Es ist nicht das erste Mal, dass Watson Streit mit der Justiz hat. Seit fünfzig Jahren kämpft der gebürtige Kanadier gegen die Tötung von Walen und anderen Meeressäugern. Zunächst als Mitglied von Greenpeace, wo er seit der Gründung 1971 dabei war. Nach einem Streit schloss ihn die Organisation jedoch aus. Seine Methoden waren Greenpeace zu radikal. Watson fand Greenpeace hingegen zu bürokratisch und zu harmlos. Immer wieder kritisierte er deren Herangehensweise als nicht effektiv.

Nach der Trennung von Greenpeace gründete Watson 1977 die Sea Shepherd Conversation Society. Ein Jahr später wurde das erste Schiff gekauft. Schon bald machte die Organisation mit umstrittenen Aktionen auf sich aufmerksam.

Versenkte Schiffe und Stinkbomben

Zu den Methoden von Watson und Sea Shepherd gehörte etwa das Blockieren von Laderampen der Walfangschiffe, damit keine Tiere an Bord gehievt werden können. Oder sie hinderten die Schiffe am Auftanken. Immer wieder kamen auch Stinkbomben zum Einsatz, mit Buttersäure gefüllte Flaschen, die auf die Schiffe der Walfänger geworfen werden. Watson rechtfertigte dieses Vorgehen als «aggressive Nichtgewalt». Die Aktionen seien nur gegen Eigentum gerichtet und würden keine Menschen gefährden. Seine Gegner hingegen bezeichnen ihn als «Ökoterroristen».

Immer wieder wurden Walfangschiffe versenkt. 1986 etwa in Island oder 1992 in Norwegen. Ein Gericht in den Lofoten verurteilte Watson für die Aktion in Norwegen in Abwesenheit zu einer Gefängnisstrafe über 120 Tage. Weil ihn die Niederlande nicht auslieferten, musste er diese nicht vor Ort absitzen. Er verbrachte jedoch dort 80 Tage hinter Gitter.

2012 wurde Watson in Frankfurt am Main festgenommen. Grund war ein Haftbefehl aus Costa Rica wegen eines Vorfalls von 2002. Damals hatte Watson ein Haifangschiff vor der Küste Costa Ricas mit einer Wasserkanone angegriffen. Schon damals stellte Japan ein Auslieferungsgesuch an Deutschland. Watson wurde gegen Zahlung einer Kaution freigelassen und floh wenige Tage später aus Deutschland.

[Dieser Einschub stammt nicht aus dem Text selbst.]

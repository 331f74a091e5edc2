//! Compiles caller-supplied `(field, operator, value)` tokens into a [`QuerySpec`].

use serde::{Deserialize, Serialize};

use super::{Attribute, Comparator, Filter, FilterError, QuerySpec, Value, ValueKind};

/// Untrusted clause as received from the request layer.
#[derive(Debug, Clone, PartialEq, Eq, Serialize, Deserialize)]
pub struct Clause {
    /// Field token, e.g. `"CITY"`.
    pub field: String,
    /// Operator token, e.g. `"GTEQ"`.
    pub operator: String,
    /// Raw operand text.
    pub value: String,
}

impl Clause {
    /// Builds a clause from its three tokens.
    pub fn new(field: impl Into<String>, operator: impl Into<String>, value: impl Into<String>) -> Self {
        Self {
            field: field.into(),
            operator: operator.into(),
            value: value.into(),
        }
    }
}

impl Attribute {
    /// Maps a public field token; only these four attributes are user-filterable.
    pub fn from_field_token(token: &str) -> Option<Self> {
        match token {
            "CITY" => Some(Self::City),
            "TOPIC" => Some(Self::Topics),
            "MONTH" => Some(Self::Month),
            "MAX_ATTENDEES" => Some(Self::MaxAttendees),
            _ => None,
        }
    }
}

impl Comparator {
    /// Maps a public operator token.
    pub fn from_token(token: &str) -> Option<Self> {
        match token {
            "EQ" => Some(Self::Eq),
            "GT" => Some(Self::Gt),
            "GTEQ" => Some(Self::Ge),
            "LT" => Some(Self::Lt),
            "LTEQ" => Some(Self::Le),
            "NE" => Some(Self::Ne),
            _ => None,
        }
    }
}

/// Validates and types `clauses`, failing on the first bad one.
///
/// # Errors
///
/// [`FilterError`] for an unknown field or operator, a non-integer operand on an
/// integer attribute, or range constraints on two different attributes.
pub fn compile_filters(clauses: &[Clause]) -> Result<QuerySpec, FilterError> {
    let filters = clauses
        .iter()
        .map(compile_clause)
        .collect::<Result<Vec<_>, _>>()?;
    QuerySpec::from_filters(filters)
}

fn compile_clause(clause: &Clause) -> Result<Filter, FilterError> {
    let attribute = Attribute::from_field_token(&clause.field)
        .ok_or_else(|| FilterError::InvalidField(clause.field.clone()))?;
    let comparator = Comparator::from_token(&clause.operator)
        .ok_or_else(|| FilterError::InvalidOperator(clause.operator.clone()))?;

    let value = match attribute.value_kind() {
        ValueKind::Str => Value::Str(clause.value.clone()),
        ValueKind::Int => clause
            .value
            .parse::<i64>()
            .map(Value::Int)
            .map_err(|_| FilterError::InvalidValue {
                attribute,
                value: clause.value.clone(),
            })?,
    };

    Ok(Filter::new(attribute, comparator, value))
}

Bei den waghalsigen Manövern auf hoher See dachte Watson stets an die Macht der Bilder. «Was nicht von einer Kamera festgehalten wird, ist nie passiert», sagte er der «NZZ am Sonntag» in einem Interview im Jahr 2021. Der Kampf von Sea Shepherd gegen die Walfänger in der Antarktis wurde in der Reality-TV-Show «Whale Wars» dokumentiert, die zwischen 2008 und 2015 ausgestrahlt wurde.

Neues japanisches Walfangschiff

Auch kurz vor der Verhaftung im Juli befand sich Watson auf einer Anti-Walfang-Mission. In der Stadt Nuuk in Grönland machte er mit seinem Schiff zum Tanken halt. Er war auf der Spur der «Kangei Maru», des neuen Mutterschiffs der japanischen Walfangflotte. Das Schiff brach im Mai zu seiner Jungfernfahrt auf. Japan ist 2019 aus der Internationalen Walfangkommission ausgetreten und hat den kommerziellen Walfang wieder aufgenommen.

Die Reichweite der «Kangei Maru» beträgt 13 000 Kilometer. Deshalb herrscht unter Umweltschützern die Befürchtung, dass Japan wieder Walfang in der Antarktis betreiben könnte. Der Betreiber des Schiffes weist diesen Verdacht jedoch von sich. Es komme nur in den Hoheitsgewässern Japans zum Einsatz.